Le Secours Catholique de Paris s'est portée signataire d'une tribune appelant à un sursaut collectif, initiée par le Pacte du Pouvoir de Vivre et parue dans le journal Le Monde du 15 Novembre. En voici le texte :
"Stop ! Depuis plusieurs années, nous assistons à une offensive politique et médiatique contre la présence de personnes étrangères dans notre pays. Cette offensive est inédite par son ampleur et sa violence, et vient, en multipliant les amalgames et représentations fantasmées, nourrir le racisme et la xénophobie, tout en divisant dangereusement notre société.
Un nouveau palier a été franchi avec l’introduction du projet de loi Immigration en séance publique au Sénat. De manière totalement décomplexée, les sénateurs LR ont multiplié les outrances et les propos caricaturaux sur l’immigration et les exilés. Et ce avec la caution parfois active du gouvernement.
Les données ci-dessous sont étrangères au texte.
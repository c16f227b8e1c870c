//! Capture session lifecycle.
//!
//! A [`Session`] owns the device stream and the block channel. It is opened at
//! most once and closed exactly once, whichever way the caller exits.

use std::fmt;
use std::sync::atomic::{AtomicBool, AtomicU8, Ordering};
use std::sync::Arc;

use parking_lot::Mutex;

use crate::pipeline::{BlockChannel, BlockPublisher, ChannelStats};
use crate::source::{CaptureStream, DeviceSource};
use crate::{
    EventCallback, OverflowPolicy, SampleBlock, StreamConfig, StreamError, StreamEvent,
};

/// Lifecycle states of a capture session.
///
/// `Idle → Running → Stopping → Closed`. `Closed` is terminal.
#[derive(Debug, Clone, Copy, PartialEq, Eq, Hash)]
#[repr(u8)]
pub enum StreamState {
    /// Device not yet opened.
    Idle = 0,
    /// Capture active, blocks flowing.
    Running = 1,
    /// Close requested, device failed, or end of stream; waiting for release.
    Stopping = 2,
    /// Device released. No further transitions.
    Closed = 3,
}

impl StreamState {
    fn from_u8(v: u8) -> Self {
        match v {
            0 => Self::Idle,
            1 => Self::Running,
            2 => Self::Stopping,
            _ => Self::Closed,
        }
    }
}

impl fmt::Display for StreamState {
    fn fmt(&self, f: &mut fmt::Formatter<'_>) -> fmt::Result {
        match self {
            Self::Idle => write!(f, "idle"),
            Self::Running => write!(f, "running"),
            Self::Stopping => write!(f, "stopping"),
            Self::Closed => write!(f, "closed"),
        }
    }
}

/// Statistics about a capture session.
#[derive(Debug, Clone, Copy, PartialEq, Eq)]
pub struct SessionStats {
    /// Current lifecycle state.
    pub state: StreamState,
    /// Blocks accepted from the device.
    pub blocks_published: u64,
    /// Blocks handed to the render side.
    pub blocks_taken: u64,
    /// Blocks discarded without being rendered.
    pub blocks_dropped: u64,
}

/// State shared between the session and its capture context.
pub(crate) struct SessionState {
    state: AtomicU8,
    device_error: Mutex<Option<String>>,
    finished: AtomicBool,
    event_callback: Option<EventCallback>,
}

impl SessionState {
    pub fn new(event_callback: Option<EventCallback>) -> Self {
        Self {
            state: AtomicU8::new(StreamState::Idle as u8),
            device_error: Mutex::new(None),
            finished: AtomicBool::new(false),
            event_callback,
        }
    }

    pub fn current(&self) -> StreamState {
        StreamState::from_u8(self.state.load(Ordering::SeqCst))
    }

    /// Moves `from → to` if the session is still in `from`.
    pub fn transition(&self, from: StreamState, to: StreamState) -> bool {
        let moved = self
            .state
            .compare_exchange(from as u8, to as u8, Ordering::SeqCst, Ordering::SeqCst)
            .is_ok();
        if moved {
            tracing::debug!("Stream state {} -> {}", from, to);
            self.emit(StreamEvent::StateChanged { from, to });
        }
        moved
    }

    /// Records a terminal device error. Only the first one is kept.
    pub fn fail(&self, reason: String) -> bool {
        if self.current() == StreamState::Closed {
            return false;
        }
        {
            let mut slot = self.device_error.lock();
            if slot.is_some() {
                return false;
            }
            *slot = Some(reason.clone());
        }

        tracing::warn!(%reason, "Capture device failed");
        self.emit(StreamEvent::DeviceError { reason });
        self.transition(StreamState::Running, StreamState::Stopping);
        true
    }

    /// Records that the capture side delivered its last block.
    pub fn finish(&self) -> bool {
        if self.current() == StreamState::Closed || self.finished.swap(true, Ordering::SeqCst) {
            return false;
        }

        tracing::info!("Capture reached end of stream");
        self.transition(StreamState::Running, StreamState::Stopping);
        true
    }

    pub fn is_finished(&self) -> bool {
        self.finished.load(Ordering::SeqCst)
    }

    /// Forgets errors and end of stream reported by a capture that never opened.
    pub fn clear_capture_outcome(&self) {
        self.device_error.lock().take();
        self.finished.store(false, Ordering::SeqCst);
    }

    pub fn device_error(&self) -> Option<String> {
        self.device_error.lock().clone()
    }

    pub fn emit(&self, event: StreamEvent) {
        if let Some(ref callback) = self.event_callback {
            callback(event);
        }
    }
}

/// Handle to one capture stream and its block channel.
///
/// # Lifecycle
///
/// 1. Created `Idle` by [`Session::new()`] or [`LiveCaptureBuilder::build()`]
/// 2. [`open()`](Session::open) starts the device and moves to `Running`
/// 3. The render side pulls blocks with [`try_take()`](Session::try_take)
/// 4. [`close()`](Session::close) closes the channel, releases the device, and
///    moves to `Closed`. Dropping the `Session` also closes it.
///
/// A device error or the end of a finite stream moves the session to
/// `Stopping` on its own; the device is still released only by `close`.
///
/// # Example
///
/// ```
/// use scope_stream::{MockSource, OverflowPolicy, Session, StreamConfig, StreamState};
///
/// let source = MockSource::new().unpaced();
/// let mut session = Session::new(StreamConfig::default(), OverflowPolicy::LatestWins)?;
/// session.open(&source)?;
/// assert_eq!(session.state(), StreamState::Running);
///
/// session.close();
/// session.close(); // no-op
/// assert_eq!(session.state(), StreamState::Closed);
/// assert_eq!(source.releases(), 1);
/// # Ok::<(), scope_stream::StreamError>(())
/// ```
///
/// [`LiveCaptureBuilder::build()`]: crate::LiveCaptureBuilder::build
pub struct Session {
    config: StreamConfig,
    state: Arc<SessionState>,
    channel: Arc<BlockChannel>,
    capture: Option<CaptureStream>,
}

impl Session {
    /// Creates an idle session.
    ///
    /// # Errors
    ///
    /// Returns `InvalidConfig` if the config or policy is unusable.
    pub fn new(config: StreamConfig, policy: OverflowPolicy) -> Result<Self, StreamError> {
        Self::with_event_callback(config, policy, None)
    }

    pub(crate) fn with_event_callback(
        config: StreamConfig,
        policy: OverflowPolicy,
        event_callback: Option<EventCallback>,
    ) -> Result<Self, StreamError> {
        let channel = BlockChannel::new(&config, policy)?;
        Ok(Self {
            config,
            state: Arc::new(SessionState::new(event_callback)),
            channel: Arc::new(channel),
            capture: None,
        })
    }

    /// Starts the device stream and moves `Idle → Running`.
    ///
    /// If the source fails, nothing was acquired and the session stays `Idle`.
    /// Anything the failed capture reported is discarded, so `open` can be
    /// retried.
    ///
    /// # Errors
    ///
    /// - `DeviceUnavailable` if the source cannot open the device
    /// - `AlreadyOpen` if the session is running or stopping
    /// - `StreamClosed` if the session has been closed
    pub fn open<S: DeviceSource + ?Sized>(&mut self, source: &S) -> Result<(), StreamError> {
        match self.state() {
            StreamState::Idle => {}
            StreamState::Closed => return Err(StreamError::StreamClosed),
            StreamState::Running | StreamState::Stopping => return Err(StreamError::AlreadyOpen),
        }

        let publisher = BlockPublisher::new(
            &self.config,
            Arc::clone(&self.channel),
            Arc::clone(&self.state),
        );
        let capture = source.open(&self.config, publisher).map_err(|e| {
            tracing::warn!(source = source.name(), error = %e, "Failed to open capture stream");
            self.state.clear_capture_outcome();
            e
        })?;

        let device = capture.device_name().to_string();
        self.capture = Some(capture);
        self.state.transition(StreamState::Idle, StreamState::Running);

        tracing::info!(
            "Capture opened: device={}, {}Hz/{}ch, block={} frames, policy={:?}",
            device,
            self.config.sample_rate,
            self.config.channels,
            self.config.block_len,
            self.channel.policy()
        );
        self.state.emit(StreamEvent::Opened { device });

        // The device may have failed or ended before the session reached Running.
        if self.state.device_error().is_some() || self.state.is_finished() {
            self.state
                .transition(StreamState::Running, StreamState::Stopping);
        }
        Ok(())
    }

    /// Takes the next block for rendering without waiting.
    ///
    /// # Errors
    ///
    /// Returns `StreamClosed` after [`close()`](Self::close).
    pub fn try_take(&self) -> Result<Option<SampleBlock>, StreamError> {
        self.channel.try_take()
    }

    /// Asks a running session to stop (`Running → Stopping`).
    ///
    /// Blocks keep flowing until [`close()`](Self::close) releases the device.
    /// Returns `false` if the session was not running.
    pub fn request_stop(&self) -> bool {
        self.state
            .transition(StreamState::Running, StreamState::Stopping)
    }

    /// Closes the channel, releases the device, and moves to `Closed`.
    ///
    /// Idempotent and infallible. On an `Idle` session (never opened, or whose
    /// open failed) there is nothing to release and this does nothing.
    pub fn close(&mut self) {
        match self.state() {
            StreamState::Idle | StreamState::Closed => return,
            StreamState::Running => {
                self.state
                    .transition(StreamState::Running, StreamState::Stopping);
            }
            StreamState::Stopping => {}
        }

        // Close the channel first so the capture context is rejected even if
        // it is mid-publish while the device shuts down.
        self.channel.close();
        if let Some(capture) = self.capture.take() {
            capture.stop();
        }
        self.state
            .transition(StreamState::Stopping, StreamState::Closed);

        let stats = self.channel.stats();
        tracing::info!(
            "Capture closed: {} blocks published, {} rendered, {} dropped",
            stats.published,
            stats.taken,
            stats.dropped
        );
        self.state.emit(StreamEvent::Closed {
            published: stats.published,
            dropped: stats.dropped,
        });
    }

    /// Current lifecycle state.
    pub fn state(&self) -> StreamState {
        self.state.current()
    }

    /// Returns `true` while blocks are flowing.
    pub fn is_running(&self) -> bool {
        self.state() == StreamState::Running
    }

    /// Returns `true` once the capture side has delivered its last block.
    ///
    /// Blocks published before the end may still be waiting in the channel.
    pub fn is_finished(&self) -> bool {
        self.state.is_finished()
    }

    /// The terminal device error, if the device has failed.
    pub fn device_error(&self) -> Option<StreamError> {
        self.state.device_error().map(StreamError::device_error)
    }

    /// Name of the opened device, if any.
    pub fn device_name(&self) -> Option<&str> {
        self.capture.as_ref().map(CaptureStream::device_name)
    }

    /// The stream configuration.
    pub fn config(&self) -> &StreamConfig {
        &self.config
    }

    /// The block channel shared with the capture context.
    pub fn channel(&self) -> &Arc<BlockChannel> {
        &self.channel
    }

    /// Returns current session statistics.
    pub fn stats(&self) -> SessionStats {
        let ChannelStats {
            published,
            taken,
            dropped,
        } = self.channel.stats();
        SessionStats {
            state: self.state(),
            blocks_published: published,
            blocks_taken: taken,
            blocks_dropped: dropped,
        }
    }
}

impl Drop for Session {
    fn drop(&mut self) {
        if matches!(self.state(), StreamState::Running | StreamState::Stopping) {
            tracing::debug!("Session dropped without close() - releasing device");
            self.close();
        }
    }
}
La plupart des amendements votés au Sénat ne visent qu’à exclure et rendre encore plus difficile le parcours des personnes immigrés sur le territoire, en les considérant illégitimes par nature. Ainsi, les mêmes responsables politiques qui dénoncent l’absence d’intégration des personnes migrantes sont ceux qui mettent tout en œuvre pour l’empêcher, via une batterie de mesures régressives plus stupéfiantes les unes que les autres : en durcissant les conditions d’accès à un titre de séjour ; en rendant encore plus difficile - via la suppression de l’AME - l’accès aux soins de première nécessité des étrangers en situation irrégulière ; en rendant quasi-inopérant le dispositif de régularisation par le travail ; en supprimant le droit aux prestations familiales, à l’allocation personnalisée d’autonomie ou le droit au logement opposable pour les étrangers résidant en France depuis moins de 5 ans (contre 6 mois aujourd’hui) ; en rétablissant le délit de séjour irrégulier ou encore en supprimant la perte d’automaticité de l’acquisition de la nationalité à 18 ans pour les personnes nées en France de parents étrangers.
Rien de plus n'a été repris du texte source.